Juntuo Wang
2026
From Mimesis to Metamorphosis: Evolving VLM Judges via In-Context Comparing and Knowledge Internalization
Juntuo Wang | Yuming Qiao | Yifan Yang | Lunxi Yuan | Liang Luo | Dan Meng
Findings of the Association for Computational Linguistics: ACL 2026
Juntuo Wang | Yuming Qiao | Yifan Yang | Lunxi Yuan | Liang Luo | Dan Meng
Findings of the Association for Computational Linguistics: ACL 2026
Vision-language models (VLMs) are increasingly adopted as judges for subjective assessment, yet absolute scoring remains brittle due to inconsistent scales and inherent preference biases. To bridge this gap, we propose S2AD (**Semantic-Anchored Scale-Agnostic Distillation**), a novel easy-to-hard framework that operationalizes subjective assessment as comparative analysis, conceptualizing the judge’s evolution from mimesis to metamorphosis.
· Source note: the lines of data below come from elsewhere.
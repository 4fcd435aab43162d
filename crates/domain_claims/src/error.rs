//! Claims domain errors
//!
//! Business outcomes (inactive policy, automation disabled, claim already
//! decided) are not errors; they come back as dispositions or skip results.

use thiserror::Error;

use core_kernel::{CoreError, PortError, TemporalError};

/// Errors that can occur in the claims domain
#[derive(Debug, Error)]
pub enum ClaimError {
    #[error("Claim not found: {0}")]
    ClaimNotFound(String),

    #[error("Invalid status transition from {from} to {to}")]
    InvalidStatusTransition { from: String, to: String },

    /// ML output outside its documented range
    #[error("Invalid ML assessment: {0}")]
    InvalidAssessment(String),

    #[error("Core error: {0}")]
    Core(#[from] CoreError),

    #[error("Date arithmetic error: {0}")]
    Temporal(#[from] TemporalError),

    #[error("Port error: {0}")]
    Port(#[from] PortError),
}

impl ClaimError {
    pub fn invalid_assessment(message: impl Into<String>) -> Self {
        ClaimError::InvalidAssessment(message.into())
    }
}

#[cfg(test)]
mod tests {
    use super::*;

    #[test]
    fn test_core_error_keeps_its_own_label() {
        let error: ClaimError = CoreError::validation("min_confidence must be between 0 and 1").into();
        assert_eq!(
            error.to_string(),
            "Core error: Validation error: min_confidence must be between 0 and 1"
        );
    }
}
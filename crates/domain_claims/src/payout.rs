//! Payout bands
//!
//! An approved claim pays a share of the policy's final premium. The share
//! starts as `severity / 100` and is clamped into the band the severity
//! falls in.

use rust_decimal::Decimal;
use rust_decimal_macros::dec;
use serde::{Deserialize, Serialize};

use core_kernel::{Currency, Money, Rate};
use domain_rating::Policy;

use crate::disposition::Outcome;

/// Payout status
#[derive(Debug, Clone, Copy, PartialEq, Eq, Hash, Serialize, Deserialize)]
pub enum PayoutStatus {
    /// Approved but nothing to pay yet
    Pending,
    Approved,
    Rejected,
}

/// Amount owed on a decided claim
#[derive(Debug, Clone, Copy, PartialEq, Eq, Serialize, Deserialize)]
pub struct Payout {
    pub amount: Money,
    pub status: PayoutStatus,
}

impl Payout {
    pub fn rejected(currency: Currency) -> Self {
        Self {
            amount: Money::zero(currency),
            status: PayoutStatus::Rejected,
        }
    }

    pub fn pending(currency: Currency) -> Self {
        Self {
            amount: Money::zero(currency),
            status: PayoutStatus::Pending,
        }
    }
}

/// Multiplier bounds for severities at or above `from_severity`
#[derive(Debug, Clone, Copy, PartialEq, Eq)]
pub struct PayoutBand {
    pub from_severity: u8,
    pub floor: Decimal,
    pub cap: Decimal,
}

/// Payout bands, highest severity first
pub const PAYOUT_BANDS: [PayoutBand; 4] = [
    PayoutBand { from_severity: 90, floor: dec!(0), cap: dec!(0.95) },
    PayoutBand { from_severity: 75, floor: dec!(0.70), cap: dec!(0.85) },
    PayoutBand { from_severity: 60, floor: dec!(0.50), cap: dec!(0.70) },
    PayoutBand { from_severity: 45, floor: dec!(0.30), cap: dec!(0.50) },
];

/// Share of the premium paid for a severity
///
/// Severities below the lowest band keep `severity / 100` unclamped.
pub fn payout_multiplier(severity: u8) -> Rate {
    let raw = Decimal::from(severity) / dec!(100);
    let clamped = PAYOUT_BANDS
        .iter()
        .find(|band| severity >= band.from_severity)
        .map_or(raw, |band| raw.clamp(band.floor, band.cap));
    Rate::new(clamped)
}

/// Payout for a decided claim
///
/// `InReview` has no payout. A missing policy on approval pays nothing and
/// stays `Pending`.
pub fn compute_payout(
    outcome: Outcome,
    severity: Option<u8>,
    policy: Option<&Policy>,
    currency: Currency,
) -> Option<Payout> {
    match outcome {
        Outcome::InReview => None,
        Outcome::Rejected => Some(Payout::rejected(currency)),
        Outcome::Approved => {
            let Some(policy) = policy else {
                return Some(Payout::pending(currency));
            };
            let multiplier = payout_multiplier(severity.unwrap_or(0));
            let amount = multiplier.apply_whole(&policy.premium());
            let status = if amount.is_positive() {
                PayoutStatus::Approved
            } else {
                PayoutStatus::Pending
            };
            Some(Payout { amount, status })
        }
    }
}
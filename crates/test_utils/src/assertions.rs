//! Custom Test Assertions
//!
//! Provides specialized assertion helpers for domain types that give
//! more meaningful error messages than standard assertions.

use rust_decimal::Decimal;

use core_kernel::Money;
use domain_claims::{Claim, ClaimStatus, Disposition, PayoutStatus};
use domain_rating::PremiumBreakdown;

/// Asserts that two Money values are approximately equal within a tolerance
///
/// # Panics
///
/// Panics if the currencies don't match or the amounts differ by more than tolerance
pub fn assert_money_approx_eq(actual: &Money, expected: &Money, tolerance: Decimal) {
    assert_eq!(
        actual.currency(),
        expected.currency(),
        "Currency mismatch: actual={}, expected={}",
        actual.currency(),
        expected.currency()
    );

    let diff = (actual.amount() - expected.amount()).abs();
    assert!(
        diff <= tolerance,
        "Money amounts differ by more than tolerance: actual={}, expected={}, diff={}, tolerance={}",
        actual,
        expected,
        diff,
        tolerance
    );
}

/// Asserts that a Money value is a whole number of currency units
pub fn assert_whole_units(money: &Money) {
    assert_eq!(
        money.amount().fract(),
        Decimal::ZERO,
        "Expected whole currency units, got {}",
        money
    );
}

/// Asserts the arithmetic identities every breakdown must satisfy
///
/// - base = TP + OD (after NCB) + add-ons
/// - GST = round(rate x base)
/// - final = base + GST
/// - every component whole and non-negative
pub fn assert_breakdown_consistent(breakdown: &PremiumBreakdown, gst_rate: Decimal) {
    let b = breakdown;
    for (name, part) in [
        ("idv", b.idv),
        ("tp_premium", b.tp_premium),
        ("od_premium", b.od_premium),
        ("add_ons_premium", b.add_ons_premium),
        ("ncb_discount", b.ncb_discount),
        ("base_premium", b.base_premium),
        ("gst", b.gst),
        ("final_premium", b.final_premium),
    ] {
        assert!(!part.is_negative(), "{} is negative: {}", name, part);
        assert_whole_units(&part);
    }

    assert_eq!(
        b.base_premium.amount(),
        b.tp_premium.amount() + b.od_premium.amount() + b.add_ons_premium.amount(),
        "base premium does not add up: {:?}",
        b
    );
    let expected_gst = Money::new(b.base_premium.amount() * gst_rate, b.gst.currency()).round_whole();
    assert_eq!(b.gst, expected_gst, "GST is not {} of base: {:?}", gst_rate, b);
    assert_eq!(
        b.final_premium.amount(),
        b.base_premium.amount() + b.gst.amount(),
        "final premium is not base + GST: {:?}",
        b
    );
}

/// Asserts a disposition's review flag agrees with its outcome
pub fn assert_disposition_consistent(disposition: &Disposition) {
    assert_eq!(
        disposition.requires_review,
        disposition.outcome == domain_claims::Outcome::InReview,
        "requires_review disagrees with outcome: {:?}",
        disposition
    );
    assert!(
        (0.0..=1.0).contains(&disposition.confidence),
        "confidence out of range: {:?}",
        disposition
    );
}

/// Asserts a stored claim carries the audit trail and payout of its status
pub fn assert_claim_settled(claim: &Claim, expected: ClaimStatus) {
    assert_eq!(claim.status, expected, "unexpected status for {}", claim.claim_number);
    match expected {
        ClaimStatus::Approved => {
            assert_eq!(claim.verified, Some(true));
            let payout = claim.payout.expect("approved claim without payout");
            assert_ne!(payout.status, PayoutStatus::Rejected);
        }
        ClaimStatus::Rejected => {
            assert_eq!(claim.verified, Some(false));
            let payout = claim.payout.expect("rejected claim without payout");
            assert!(payout.amount.is_zero());
            assert_eq!(payout.status, PayoutStatus::Rejected);
        }
        ClaimStatus::InReview => assert!(claim.payout.is_none()),
        ClaimStatus::Submitted => assert!(claim.automation.is_none() && claim.review.is_none()),
    }
}
//! No-claim bonus
//!
//! NCB is earned per claim-free policy year and discounts the own-damage
//! premium only.

use rust_decimal::Decimal;
use rust_decimal_macros::dec;
use serde::{Deserialize, Serialize};

use core_kernel::{Money, MoneyError, Rate};

/// NCB slab earned after a run of claim-free years
#[derive(Debug, Clone, Copy, PartialEq, Eq, PartialOrd, Ord, Hash, Serialize, Deserialize)]
pub enum NcbSlab {
    None,
    Twenty,
    TwentyFive,
    ThirtyFive,
    FortyFive,
    Fifty,
}

impl NcbSlab {
    /// Slab for a number of consecutive claim-free years
    pub fn for_claim_free_years(years: u32) -> Self {
        match years {
            0 => NcbSlab::None,
            1 => NcbSlab::Twenty,
            2 => NcbSlab::TwentyFive,
            3 => NcbSlab::ThirtyFive,
            4 => NcbSlab::FortyFive,
            _ => NcbSlab::Fifty,
        }
    }

    /// Discount percentage
    pub fn percent(&self) -> Decimal {
        match self {
            NcbSlab::None => dec!(0),
            NcbSlab::Twenty => dec!(20),
            NcbSlab::TwentyFive => dec!(25),
            NcbSlab::ThirtyFive => dec!(35),
            NcbSlab::FortyFive => dec!(45),
            NcbSlab::Fifty => dec!(50),
        }
    }
}

/// Discount for an NCB percentage, rounded to whole units
///
/// Zero or negative percentages give no discount; the discount never
/// exceeds the OD premium it applies to.
pub fn ncb_discount(od_premium: &Money, percent: Decimal) -> Result<Money, MoneyError> {
    if percent <= Decimal::ZERO {
        return Ok(Money::zero(od_premium.currency()));
    }
    Rate::from_percentage(percent)
        .apply_whole(od_premium)
        .min(&od_premium.clamp_non_negative())
}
In Stage 1 (Mimesis), we introduce Dynamic Soft Positioning (DSP) to train the judge to compare a query against retrieved reference images, establishing a relative evaluation space that ensures consistent ordering under heterogeneous scales. In Stage 2 (Metamorphosis), this comparative capability is internalized via Language Buttons—discrete semantic levels serving as a retrieval-free internal reference. Optimized with Group Relative Policy Optimization (GRPO), S2AD achieves efficient, scale-steerable inference that adapts to diverse grading standards. Our framework reaches state-of-the-art performance across multiple benchmarks, validating the effectiveness of internalized comparative priors for robust, rank-invariant, and scale-steerable evaluation. The code is available at: https://github.com/SpatialVision-Research/SSAD_ACL2026_Findings.